My mother-in-law requested that I make either roasted cauliflower or my special mini vegetable pot pies for thanksgiving. I made both.
This year for the pot pies, I put about 16 ounces of fresh cauliflower, carrots and broccoli in the food processor.
I bought Pilsbury pie crust because I got it on sale at Target. I greased muffin tins with butter and cut the pie crusts into weird shapes to stuff into the muffin tin.
The filling started as a cheese sauce. Some butter melted in a saucepan, mixed with a teaspoon or so of flour and then slowly mix in, over medium-low heat, about a cup of milk. I used soy milk this year but coconut milk would have been awesome.
I think I added about a teaspoon of ground four color peppercorns.
Mixed in Colby jack and extra sharp cheddar until I liked the consistency. Then I mixed in the vegetables.
Poured the mix into the muffin cups. Topped with generous amounts of shredded Parmesan and then pinched closed.

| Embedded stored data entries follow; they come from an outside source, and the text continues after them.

use serde_json::json;
use warp::{
    http::StatusCode,
    reply::{self, with_status},
    Filter, Rejection, Reply,
};

use crate::{
    actions::{
        fetch_subscriptions, fetch_users, get_profile, login_user, register_user, set_avatar,
        set_password, subscribe, unsubscribe,
    },
    authentication::permissions::ActionType,
    constants::{AVATAR_DIR, USER_COUNT_PER_PAGE},
    error::{rejection, RecipeError},
    form::{Form, FormData},
    jwt::SessionData,
    middleware::{with_possible_session, with_session},
    pagination::Pagination,
    schema::{media_url, Id, NewUser},
};

use super::{json_body, query_params, with_context, Context, QueryParams};

pub fn routes(context: Context) -> impl Filter<Extract = (impl Reply,), Error = Rejection> + Clone {
    let register = warp::path!("users")
        .and(warp::post())
        .and(json_body())
        .and(with_context(context.clone()))
        .and_then(register);

    let list = warp::path!("users")
        .and(warp::get())
        .and(with_possible_session(context.keys.clone()))
        .and(query_params())
        .and(with_context(context.clone()))
        .and_then(list_users);

    let me = warp::path!("users" / "me")
        .and(warp::get())
        .and(with_session(context.keys.clone()))
        .and(with_context(context.clone()))
        .and_then(current_user);

    let avatar_put = warp::path!("users" / "me" / "avatar")
        .and(warp::put())
        .and(with_session(context.keys.clone()))
        .and(json_body())
        .and(with_context(context.clone()))
        .and_then(put_avatar);

    let avatar_delete = warp::path!("users" / "me" / "avatar")
        .and(warp::delete())
        .and(with_session(context.keys.clone()))
        .and(with_context(context.clone()))
        .and_then(delete_avatar);

    let password = warp::path!("users" / "set_password")
        .and(warp::post())
        .and(with_session(context.keys.clone()))
        .and(json_body())
        .and(with_context(context.clone()))
        .and_then(change_password);

    let subscriptions = warp::path!("users" / "subscriptions")
        .and(warp::get())
        .and(with_session(context.keys.clone()))
        .and(query_params())
        .and(with_context(context.clone()))
        .and_then(list_subscriptions);

    let subscribe = warp::path!("users" / Id / "subscribe")
        .and(warp::post())
        .and(with_session(context.keys.clone()))
        .and(query_params())
        .and(with_context(context.clone()))
        .and_then(subscribe_handler);

    let unsubscribe = warp::path!("users" / Id / "subscribe")
        .and(warp::delete())
        .and(with_session(context.keys.clone()))
        .and(with_context(context.clone()))
        .and_then(unsubscribe_handler);

    let profile = warp::path!("users" / Id)
        .and(warp::get())
        .and(with_possible_session(context.keys.clone()))
        .and(with_context(context.clone()))
        .and_then(user_profile);

    let login = warp::path!("auth" / "token" / "login")
        .and(warp::post())
        .and(json_body())
        .and(with_context(context.clone()))
        .and_then(login);

    let logout = warp::path!("auth" / "token" / "logout")
        .and(warp::post())
        .and(with_session(context.keys.clone()))
        .and_then(logout);

    register
        .or(list)
        .or(me)
        .or(avatar_put)
        .or(avatar_delete)
        .or(password)
        .or(subscriptions)
        .or(subscribe)
        .or(unsubscribe)
        .or(profile)
        .or(login)
        .or(logout)
}

fn recipes_limit(params: &QueryParams) -> Option<i64> {
    params.number("recipes_limit").filter(|limit| *limit >= 0)
}

async fn register(data: FormData, context: Context) -> Result<impl Reply, Rejection> {
    let form = Form::from_data(data);
    let user = NewUser {
        email: form.get_str("email").map_err(rejection)?,
        username: form.get_str("username").map_err(rejection)?,
        first_name: form.get_str("first_name").map_err(rejection)?,
        last_name: form.get_str("last_name").map_err(rejection)?,
        password: form.get_str("password").map_err(rejection)?,
    };

    let created = register_user(user, &context.pool)
        .await
        .map_err(rejection)?;

    Ok(with_status(reply::json(&created), StatusCode::CREATED))
}

async fn login(data: FormData, context: Context) -> Result<impl Reply, Rejection> {
    let form = Form::from_data(data);
    let email = form.get_str("email").map_err(rejection)?;
    let password = form.get_str("password").map_err(rejection)?;

    let token = login_user(&email, &password, &context.keys, &context.pool)
        .await
        .map_err(rejection)?;

    Ok(reply::json(&json!({ "auth_token": token })))
}

/// Tokens are stateless; the client just drops it.
async fn logout(_session: SessionData) -> Result<impl Reply, Rejection> {
    Ok(with_status(warp::reply(), StatusCode::NO_CONTENT))
}

async fn list_users(
    session: Option<SessionData>,
    params: QueryParams,
    context: Context,
) -> Result<impl Reply, Rejection> {
    let pagination = Pagination::from_query(&params.to_map(), USER_COUNT_PER_PAGE);
    let page = fetch_users(session.map(|s| s.user_id), &pagination, &context.pool)
        .await
        .map_err(rejection)?;

    Ok(reply::json(&page))
}

async fn user_profile(
    id: Id,
    session: Option<SessionData>,
    context: Context,
) -> Result<impl Reply, Rejection> {
    let profile = get_profile(id, session.map(|s| s.user_id), &context.pool)
        .await
        .map_err(rejection)?
        .ok_or_else(|| rejection(RecipeError::UnknownResource(String::from("User not found"))))?;

    Ok(reply::json(&profile))
}

async fn current_user(session: SessionData, context: Context) -> Result<impl Reply, Rejection> {
    user_profile(session.user_id, Some(session), context).await
}

async fn change_password(
    session: SessionData,
    data: FormData,
    context: Context,
) -> Result<impl Reply, Rejection> {
    let form = Form::from_data(data);
    let current = form.get_str("current_password").map_err(rejection)?;
    let new = form.get_str("new_password").map_err(rejection)?;

    set_password(session.user_id, &current, &new, &context.pool)
        .await
        .map_err(rejection)?;

    Ok(with_status(warp::reply(), StatusCode::NO_CONTENT))
}

async fn put_avatar(
    session: SessionData,
    data: FormData,
    context: Context,
) -> Result<impl Reply, Rejection> {
    let upload = Form::from_data(data).get_str("avatar").map_err(rejection)?;
    let avatar = context
        .media
        .save(&upload, AVATAR_DIR)
        .await
        .map_err(rejection)?;

    let previous = match set_avatar(session.user_id, Some(&avatar), &context.pool).await {
        Ok(previous) => previous,
        Err(e) => {
            context.media.remove(&avatar).await;
            return Err(rejection(e));
        }
    };

    if let Some(previous) = previous {
        context.media.remove(&previous).await;
    }

    Ok(reply::json(&json!({ "avatar": media_url(&avatar) })))
}

async fn delete_avatar(session: SessionData, context: Context) -> Result<impl Reply, Rejection> {
    let previous = set_avatar(session.user_id, None, &context.pool)
        .await
        .map_err(rejection)?;

    if let Some(previous) = previous {
        context.media.remove(&previous).await;
    }

    Ok(with_status(warp::reply(), StatusCode::NO_CONTENT))
}

async fn list_subscriptions(
    session: SessionData,
    params: QueryParams,
    context: Context,
) -> Result<impl Reply, Rejection> {
    let pagination = Pagination::from_query(&params.to_map(), USER_COUNT_PER_PAGE);
    let page = fetch_subscriptions(
        session.user_id,
        &pagination,
        recipes_limit(&params),
        &context.pool,
    )
    .await
    .map_err(rejection)?;

    Ok(reply::json(&page))
}

async fn subscribe_handler(
    id: Id,
    session: SessionData,
    params: QueryParams,
    context: Context,
) -> Result<impl Reply, Rejection> {
    session
        .authenticate(ActionType::ManageSubscriptions)
        .map_err(rejection)?;

    let author = subscribe(session.user_id, id, recipes_limit(&params), &context.pool)
        .await
        .map_err(rejection)?;

    Ok(with_status(reply::json(&author), StatusCode::CREATED))
}

async fn unsubscribe_handler(
    id: Id,
    session: SessionData,
    context: Context,
) -> Result<impl Reply, Rejection> {
    session
        .authenticate(ActionType::ManageSubscriptions)
        .map_err(rejection)?;

    unsubscribe(session.user_id, id, &context.pool)
        .await
        .map_err(rejection)?;

    Ok(with_status(warp::reply(), StatusCode::NO_CONTENT))
}

#[cfg(test)]
mod tests {
    use super::*;

    #[test]
    fn negative_recipes_limit_is_ignored() {
        assert_eq!(recipes_limit(&QueryParams::parse("recipes_limit=3")), Some(3));
        assert_eq!(recipes_limit(&QueryParams::parse("recipes_limit=-1")), None);
        assert_eq!(recipes_limit(&QueryParams::parse("")), None);
    }
}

My father spent a good portion of my childhood as a diesel mechanic. A talented mechanic. When I needed a car to get to my college internship (a dream come true to intern in the PR department of Crayola), he bought me a totaled 1984 Ford Escort. In 1996.
Someone he knew had hit a deer with it. I think he paid $50 for it. For months, he pieced that car back together with junkyard parts.

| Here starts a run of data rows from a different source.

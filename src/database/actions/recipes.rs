use std::collections::{HashMap, HashSet};

use crate::{
    error::{QueryError, RecipeError},
    jwt::SessionData,
    pagination::{PageContext, Pagination},
    schema::{
        Id, Recipe, RecipeDetail, RecipeFilter, RecipePart, RecipeRow, RecipeSummary, Tag, UserList,
    },
    validation::{Catalog, RecipeDraft, ValidRecipe},
};

use super::{
    ingredients::existing_ingredients, lists::listed_recipes, tags::existing_tags,
    users::get_profiles,
};

use sqlx::{PgConnection, Pool, Postgres, QueryBuilder};

/// Looks up which of the draft's tags and ingredients exist.
pub async fn load_catalog(draft: &RecipeDraft, pool: &Pool<Postgres>) -> Result<Catalog, RecipeError> {
    let ingredient_ids: Vec<Id> = draft.ingredients.iter().map(|part| part.id).collect();

    let tags = existing_tags(&draft.tags, pool).await?;
    let ingredients = existing_ingredients(&ingredient_ids, pool).await?;

    Ok(Catalog::new(tags, ingredients))
}

async fn attach_parts(
    recipe_id: Id,
    recipe: &ValidRecipe,
    tr: &mut PgConnection,
) -> Result<(), RecipeError> {
    if !recipe.tags.is_empty() {
        let mut query_builder: QueryBuilder<Postgres> =
            QueryBuilder::new("INSERT INTO recipe_tags (recipe_id, tag_id) ");

        query_builder.push_values(recipe.tags.iter(), |mut b, tag_id| {
            b.push_bind(recipe_id).push_bind(*tag_id);
        });

        query_builder
            .build()
            .execute(&mut *tr)
            .await
            .map_err(RecipeError::from)?;
    }

    if !recipe.ingredients.is_empty() {
        let mut query_builder: QueryBuilder<Postgres> =
            QueryBuilder::new("INSERT INTO recipe_ingredients (recipe_id, ingredient_id, amount) ");

        query_builder.push_values(recipe.ingredients.iter(), |mut b, line| {
            b.push_bind(recipe_id)
                .push_bind(line.ingredient_id)
                .push_bind(line.amount);
        });

        query_builder
            .build()
            .execute(&mut *tr)
            .await
            .map_err(RecipeError::from)?;
    }

    Ok(())
}

/// Persists the recipe row, its tag set and its ingredient lines as one unit.
pub async fn create_recipe(
    author_id: Id,
    recipe: &ValidRecipe,
    image: &str,
    pool: &Pool<Postgres>,
) -> Result<Id, RecipeError> {
    let mut tr = pool
        .begin()
        .await
        .map_err(|_| QueryError::new("Could not start transaction".to_owned()))?;

    let id: (Id,) = sqlx::query_as(
        "
        INSERT INTO recipes (author_id, name, text, image, cooking_time)
        VALUES ($1, $2, $3, $4, $5)
        RETURNING id
    ",
    )
    .bind(author_id)
    .bind(&recipe.name)
    .bind(&recipe.text)
    .bind(image)
    .bind(recipe.cooking_time)
    .fetch_one(&mut *tr)
    .await
    .map_err(RecipeError::from)?;

    attach_parts(id.0, recipe, &mut *tr).await?;

    tr.commit()
        .await
        .map_err(|_| QueryError::new("Could not commit transaction".to_owned()))?;

    log::info!("Recipe {} created by user {author_id}", id.0);
    Ok(id.0)
}

/// Replaces the recipe's fields, tag set and ingredient lines wholesale.
/// `image` is kept when `None`.
pub async fn update_recipe(
    recipe_id: Id,
    recipe: &ValidRecipe,
    image: Option<&str>,
    pool: &Pool<Postgres>,
) -> Result<(), RecipeError> {
    let mut tr = pool
        .begin()
        .await
        .map_err(|_| QueryError::new("Could not start transaction".to_owned()))?;

    let result = sqlx::query(
        "
        UPDATE recipes
        SET name = $1, text = $2, cooking_time = $3, image = COALESCE($4, image)
        WHERE id = $5
    ",
    )
    .bind(&recipe.name)
    .bind(&recipe.text)
    .bind(recipe.cooking_time)
    .bind(image)
    .bind(recipe_id)
    .execute(&mut *tr)
    .await
    .map_err(RecipeError::from)?;

    if result.rows_affected() == 0 {
        return Err(RecipeError::UnknownResource(String::from("Recipe not found")));
    }

    sqlx::query("DELETE FROM recipe_tags WHERE recipe_id = $1")
        .bind(recipe_id)
        .execute(&mut *tr)
        .await
        .map_err(RecipeError::from)?;

    sqlx::query("DELETE FROM recipe_ingredients WHERE recipe_id = $1")
        .bind(recipe_id)
        .execute(&mut *tr)
        .await
        .map_err(RecipeError::from)?;

    attach_parts(recipe_id, recipe, &mut *tr).await?;

    tr.commit()
        .await
        .map_err(|_| QueryError::new("Could not commit transaction".to_owned()))?;

    log::info!("Recipe {recipe_id} updated");
    Ok(())
}

/// Lines, tags, favorites and cart entries go with the recipe through `ON DELETE CASCADE`.
pub async fn delete_recipe(recipe_id: Id, pool: &Pool<Postgres>) -> Result<(), RecipeError> {
    let result = sqlx::query("DELETE FROM recipes WHERE id = $1")
        .bind(recipe_id)
        .execute(pool)
        .await
        .map_err(RecipeError::from)?;

    if result.rows_affected() == 0 {
        return Err(RecipeError::UnknownResource(String::from("Recipe not found")));
    }

    log::info!("Recipe {recipe_id} deleted");
    Ok(())
}

pub async fn get_recipe(recipe_id: Id, pool: &Pool<Postgres>) -> Result<Option<Recipe>, RecipeError> {
    let row: Option<Recipe> = sqlx::query_as("SELECT * FROM recipes WHERE id = $1")
        .bind(recipe_id)
        .fetch_optional(pool)
        .await
        .map_err(QueryError::from)?;

    Ok(row)
}

/// Fetches a recipe the session is allowed to modify.
pub async fn get_recipe_mut(
    recipe_id: Id,
    session: &SessionData,
    pool: &Pool<Postgres>,
) -> Result<Recipe, RecipeError> {
    let recipe = get_recipe(recipe_id, pool)
        .await?
        .ok_or_else(|| RecipeError::UnknownResource(String::from("Recipe not found")))?;

    session.authenticate_recipe_owner(recipe.author_id)?;
    Ok(recipe)
}

#[derive(sqlx::FromRow)]
struct RecipeTagRow {
    recipe_id: Id,
    #[sqlx(flatten)]
    tag: Tag,
}

#[derive(sqlx::FromRow)]
struct RecipePartRow {
    recipe_id: Id,
    #[sqlx(flatten)]
    part: RecipePart,
}

async fn fetch_recipe_tags(
    recipe_ids: &[Id],
    pool: &Pool<Postgres>,
) -> Result<HashMap<Id, Vec<Tag>>, RecipeError> {
    let rows: Vec<RecipeTagRow> = sqlx::query_as(
        "
        SELECT rt.recipe_id, t.id, t.name, t.slug
        FROM recipe_tags rt
        INNER JOIN tags t ON t.id = rt.tag_id
        WHERE rt.recipe_id = ANY($1)
        ORDER BY t.name
    ",
    )
    .bind(recipe_ids)
    .fetch_all(pool)
    .await
    .map_err(QueryError::from)?;

    let mut tags: HashMap<Id, Vec<Tag>> = HashMap::new();
    for row in rows {
        tags.entry(row.recipe_id).or_default().push(row.tag);
    }
    Ok(tags)
}

async fn fetch_recipe_parts(
    recipe_ids: &[Id],
    pool: &Pool<Postgres>,
) -> Result<HashMap<Id, Vec<RecipePart>>, RecipeError> {
    let rows: Vec<RecipePartRow> = sqlx::query_as(
        "
        SELECT ri.recipe_id, i.id, i.name, i.measurement_unit, ri.amount
        FROM recipe_ingredients ri
        INNER JOIN ingredients i ON i.id = ri.ingredient_id
        WHERE ri.recipe_id = ANY($1)
        ORDER BY ri.id
    ",
    )
    .bind(recipe_ids)
    .fetch_all(pool)
    .await
    .map_err(QueryError::from)?;

    let mut parts: HashMap<Id, Vec<RecipePart>> = HashMap::new();
    for row in rows {
        parts.entry(row.recipe_id).or_default().push(row.part);
    }
    Ok(parts)
}

/// Expands recipe rows into the full read shape as seen by `viewer`, in the given order.
/// Costs a fixed number of queries however many recipes there are.
pub async fn recipe_details(
    recipes: Vec<Recipe>,
    viewer: Option<Id>,
    pool: &Pool<Postgres>,
) -> Result<Vec<RecipeDetail>, RecipeError> {
    if recipes.is_empty() {
        return Ok(vec![]);
    }

    let ids: Vec<Id> = recipes.iter().map(|recipe| recipe.id).collect();
    let author_ids: Vec<Id> = recipes
        .iter()
        .map(|recipe| recipe.author_id)
        .collect::<HashSet<Id>>()
        .into_iter()
        .collect();

    let mut tags = fetch_recipe_tags(&ids, pool).await?;
    let mut parts = fetch_recipe_parts(&ids, pool).await?;
    let authors: HashMap<Id, _> = get_profiles(&author_ids, viewer, pool)
        .await?
        .into_iter()
        .map(|profile| (profile.id, profile))
        .collect();

    let (favorites, cart) = match viewer {
        Some(viewer) => (
            listed_recipes(UserList::Favorites, viewer, &ids, pool).await?,
            listed_recipes(UserList::ShoppingCart, viewer, &ids, pool).await?,
        ),
        None => (HashSet::new(), HashSet::new()),
    };

    let mut details = Vec::with_capacity(recipes.len());
    for recipe in recipes {
        let author = authors
            .get(&recipe.author_id)
            .cloned()
            .ok_or_else(|| RecipeError::UnknownResource(String::from("Author not found")))?;

        details.push(RecipeDetail {
            id: recipe.id,
            tags: tags.remove(&recipe.id).unwrap_or_default(),
            author,
            ingredients: parts.remove(&recipe.id).unwrap_or_default(),
            is_favorited: favorites.contains(&recipe.id),
            is_in_shopping_cart: cart.contains(&recipe.id),
            name: recipe.name,
            image: recipe.image,
            text: recipe.text,
            cooking_time: recipe.cooking_time,
        });
    }

    Ok(details)
}

pub async fn recipe_detail(
    recipe: Recipe,
    viewer: Option<Id>,
    pool: &Pool<Postgres>,
) -> Result<RecipeDetail, RecipeError> {
    recipe_details(vec![recipe], viewer, pool)
        .await?
        .pop()
        .ok_or_else(|| RecipeError::UnknownResource(String::from("Recipe not found")))
}

fn push_filters(
    query_builder: &mut QueryBuilder<'_, Postgres>,
    filter: &RecipeFilter,
    viewer: Option<Id>,
) {
    if !filter.tags.is_empty() {
        query_builder
            .push(
                " AND EXISTS (SELECT 1 FROM recipe_tags rt INNER JOIN tags t ON t.id = rt.tag_id \
                 WHERE rt.recipe_id = r.id AND t.slug = ANY(",
            )
            .push_bind(filter.tags.clone())
            .push("))");
    }

    if let Some(author) = filter.author {
        query_builder.push(" AND r.author_id = ").push_bind(author);
    }

    // list filters mean nothing to an anonymous viewer
    if let Some(viewer) = viewer {
        if filter.is_favorited {
            query_builder
                .push(" AND EXISTS (SELECT 1 FROM favorites f WHERE f.recipe_id = r.id AND f.user_id = ")
                .push_bind(viewer)
                .push(")");
        }
        if filter.is_in_shopping_cart {
            query_builder
                .push(" AND EXISTS (SELECT 1 FROM shopping_cart sc WHERE sc.recipe_id = r.id AND sc.user_id = ")
                .push_bind(viewer)
                .push(")");
        }
    }
}

/// Newest recipes first, narrowed by `filter`.
pub async fn fetch_recipes(
    filter: &RecipeFilter,
    viewer: Option<Id>,
    pagination: &Pagination,
    pool: &Pool<Postgres>,
) -> Result<PageContext<RecipeDetail>, RecipeError> {
    let mut query_builder: QueryBuilder<Postgres> =
        QueryBuilder::new("SELECT r.*, COUNT(*) OVER() AS count FROM recipes r WHERE TRUE");

    push_filters(&mut query_builder, filter, viewer);

    query_builder
        .push(" ORDER BY r.id DESC LIMIT ")
        .push_bind(pagination.limit)
        .push(" OFFSET ")
        .push_bind(pagination.offset());

    let rows: Vec<RecipeRow> = query_builder
        .build_query_as()
        .fetch_all(pool)
        .await
        .map_err(QueryError::from)?;

    let total_count = rows.first().map(|row| row.count).unwrap_or(0);

    let recipes = rows.into_iter().map(|row| row.recipe).collect();
    let results = recipe_details(recipes, viewer, pool).await?;

    PageContext::from_rows(results, total_count, pagination)
}

/// An author's newest recipes; `limit = None` returns all of them.
pub async fn fetch_author_recipes(
    author_id: Id,
    limit: Option<i64>,
    pool: &Pool<Postgres>,
) -> Result<Vec<RecipeSummary>, RecipeError> {
    let list: Vec<RecipeSummary> = sqlx::query_as(
        "
        SELECT id, name, image, cooking_time
        FROM recipes
        WHERE author_id = $1
        ORDER BY id DESC
        LIMIT $2
    ",
    )
    .bind(author_id)
    .bind(limit.map(|limit| limit.max(0)))
    .fetch_all(pool)
    .await
    .map_err(QueryError::from)?;

    Ok(list)
}

pub async fn count_author_recipes(author_id: Id, pool: &Pool<Postgres>) -> Result<i64, RecipeError> {
    let count: (i64,) = sqlx::query_as("SELECT COUNT(*) FROM recipes WHERE author_id = $1")
        .bind(author_id)
        .fetch_one(pool)
        .await
        .map_err(QueryError::from)?;

    Ok(count.0)
}

#[cfg(test)]
mod tests {
    use super::*;

    fn filtered_sql(filter: &RecipeFilter, viewer: Option<Id>) -> String {
        let mut query_builder: QueryBuilder<Postgres> =
            QueryBuilder::new("SELECT r.* FROM recipes r WHERE TRUE");
        push_filters(&mut query_builder, filter, viewer);
        query_builder.sql().to_string()
    }

    #[test]
    fn empty_filter_adds_nothing() {
        assert_eq!(
            filtered_sql(&RecipeFilter::default(), Some(1)),
            "SELECT r.* FROM recipes r WHERE TRUE"
        );
    }

    #[test]
    fn list_filters_are_ignored_for_anonymous_viewers() {
        let filter = RecipeFilter {
            is_favorited: true,
            is_in_shopping_cart: true,
            ..Default::default()
        };

        let sql = filtered_sql(&filter, None);
        assert!(!sql.contains("favorites"));
        assert!(!sql.contains("shopping_cart"));

        let sql = filtered_sql(&filter, Some(7));
        assert!(sql.contains("favorites f"));
        assert!(sql.contains("shopping_cart sc"));
    }

    #[test]
    fn tag_and_author_filters_bind_in_order() {
        let filter = RecipeFilter {
            tags: vec![String::from("breakfast"), String::from("lunch")],
            author: Some(3),
            ..Default::default()
        };

        let sql = filtered_sql(&filter, None);
        assert!(sql.contains("t.slug = ANY($1)"));
        assert!(sql.contains("r.author_id = $2"));
    }
}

It had a bad carburator. Every time it rained he had to come clear the carburator so my car would start.
And he never brought tools. Only a screwdriver. Often a hanger and some duct tape. No matter what the problem.
He prefers to fix versus replace. He's spent more than one afternoon trying to fix my 50-year-old garage door. The tracks are bent and the pulleys keep jamming.
I've begged him to take my money and go buy new parts. But no, he hammers and bangs the old ones. Once there may have been a torch involved.
Why the resistance?
"Because any idiot can fix it with new parts," my dad says.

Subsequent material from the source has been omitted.